■ About this exercise
Output the records. Match them exactly.

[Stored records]
──────────

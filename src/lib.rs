use thiserror::Error;

pub type Result<T> = std::result::Result<T, QaError>;

#[derive(Error, Debug)]
pub enum QaError {
    #[error("Configuration error: {0}")]
    Config(String),

    #[error("Document unreadable: {0}")]
    DocumentUnreadable(String),

    #[error("Embedding provider error: {0}")]
    EmbeddingProvider(String),

    #[error("Storage error: {0}")]
    Storage(String),

    #[error("Index unavailable: {0}")]
    IndexUnavailable(String),

    #[error("Generation provider error: {0}")]
    GenerationProvider(String),

    #[error("No relevant context was retrieved for the question")]
    NoRelevantContext,

    #[error("Session error: {0}")]
    Session(String),

    #[error("IO error: {0}")]
    Io(#[from] std::io::Error),

    #[error("Other error: {0}")]
    Other(#[from] anyhow::Error),
}

pub mod chain;
pub mod commands;
pub mod config;
pub mod database;
pub mod document;
pub mod embeddings;
pub mod generation;
pub mod http;
pub mod indexer;
pub mod session;

#[cfg(test)]
mod test_support;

──────────

■ Result
filename src/lib.rs
use thiserror::Error;

pub type Result<T> = std::result::Result<T, QaError>;

#[derive(Error, Debug)]
pub enum QaError {
    #[error("Configuration error: {0}")]
    Config(String),

    #[error("Document unreadable: {0}")]
    DocumentUnreadable(String),

    #[error("Embedding provider error: {0}")]
    EmbeddingProvider(String),

    #[error("Storage error: {0}")]
    Storage(String),

    #[error("Index unavailable: {0}")]
    IndexUnavailable(String),

    #[error("Generation provider error: {0}")]
    GenerationProvider(String),

    #[error("No relevant context was retrieved for the question")]
    NoRelevantContext,

    #[error("Session error: {0}")]
    Session(String),

    #[error("IO error: {0}")]
    Io(#[from] std::io::Error),

    #[error("Other error: {0}")]
    Other(#[from] anyhow::Error),
}

pub mod chain;
pub mod commands;
pub mod config;
pub mod database;
pub mod document;
pub mod embeddings;
pub mod generation;
pub mod http;
pub mod indexer;
pub mod session;

#[cfg(test)]
mod test_support;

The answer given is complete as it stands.